* _Assignment_
The answer should be one number only, namely how many lines of the records hold the word "JsonRpcError".

%%

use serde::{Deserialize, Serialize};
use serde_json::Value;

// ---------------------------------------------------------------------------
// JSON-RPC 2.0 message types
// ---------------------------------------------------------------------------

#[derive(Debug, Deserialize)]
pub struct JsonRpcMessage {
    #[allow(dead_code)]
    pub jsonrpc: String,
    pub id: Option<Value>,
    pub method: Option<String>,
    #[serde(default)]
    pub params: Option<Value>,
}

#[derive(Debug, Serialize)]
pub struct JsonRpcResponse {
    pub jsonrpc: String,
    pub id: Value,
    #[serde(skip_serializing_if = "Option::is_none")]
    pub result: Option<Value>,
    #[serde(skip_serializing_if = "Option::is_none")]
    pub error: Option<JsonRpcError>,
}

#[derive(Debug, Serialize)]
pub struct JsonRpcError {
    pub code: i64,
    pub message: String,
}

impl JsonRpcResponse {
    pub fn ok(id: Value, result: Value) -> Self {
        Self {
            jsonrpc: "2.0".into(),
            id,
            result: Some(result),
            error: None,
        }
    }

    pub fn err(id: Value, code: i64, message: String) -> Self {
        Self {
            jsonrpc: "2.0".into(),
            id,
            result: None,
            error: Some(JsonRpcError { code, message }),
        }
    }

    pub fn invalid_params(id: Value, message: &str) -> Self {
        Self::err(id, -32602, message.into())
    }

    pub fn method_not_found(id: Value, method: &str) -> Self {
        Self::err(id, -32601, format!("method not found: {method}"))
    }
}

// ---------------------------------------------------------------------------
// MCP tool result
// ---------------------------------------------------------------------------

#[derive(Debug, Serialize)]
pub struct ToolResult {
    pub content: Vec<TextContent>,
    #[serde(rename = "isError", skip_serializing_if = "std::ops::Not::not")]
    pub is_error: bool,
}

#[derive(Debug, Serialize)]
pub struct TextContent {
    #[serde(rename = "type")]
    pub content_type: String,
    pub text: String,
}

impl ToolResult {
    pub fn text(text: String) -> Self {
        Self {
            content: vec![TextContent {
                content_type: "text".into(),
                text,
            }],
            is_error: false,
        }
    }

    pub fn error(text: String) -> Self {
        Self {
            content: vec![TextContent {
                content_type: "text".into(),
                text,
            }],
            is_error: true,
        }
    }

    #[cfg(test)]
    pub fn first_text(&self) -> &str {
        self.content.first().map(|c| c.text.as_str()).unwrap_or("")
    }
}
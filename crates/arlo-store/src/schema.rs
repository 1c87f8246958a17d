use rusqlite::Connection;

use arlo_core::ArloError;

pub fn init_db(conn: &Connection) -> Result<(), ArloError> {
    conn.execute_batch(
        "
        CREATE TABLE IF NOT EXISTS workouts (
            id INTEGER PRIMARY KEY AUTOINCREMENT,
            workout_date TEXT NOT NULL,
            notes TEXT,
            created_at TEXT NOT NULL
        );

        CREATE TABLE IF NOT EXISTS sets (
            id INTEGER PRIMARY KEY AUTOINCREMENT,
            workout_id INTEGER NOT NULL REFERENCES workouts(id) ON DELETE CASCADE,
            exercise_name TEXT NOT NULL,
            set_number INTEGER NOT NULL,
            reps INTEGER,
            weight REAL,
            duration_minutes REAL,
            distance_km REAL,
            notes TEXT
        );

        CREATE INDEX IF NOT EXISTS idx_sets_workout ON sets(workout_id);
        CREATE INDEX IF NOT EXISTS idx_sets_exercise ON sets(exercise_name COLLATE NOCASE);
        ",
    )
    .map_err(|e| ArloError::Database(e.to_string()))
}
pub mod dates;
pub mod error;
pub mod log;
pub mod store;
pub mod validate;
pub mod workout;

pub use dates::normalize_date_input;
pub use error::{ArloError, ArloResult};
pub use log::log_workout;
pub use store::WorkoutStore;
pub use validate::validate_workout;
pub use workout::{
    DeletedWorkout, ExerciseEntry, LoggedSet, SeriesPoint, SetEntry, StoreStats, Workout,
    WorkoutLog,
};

%%

* _Answer to this problem_
3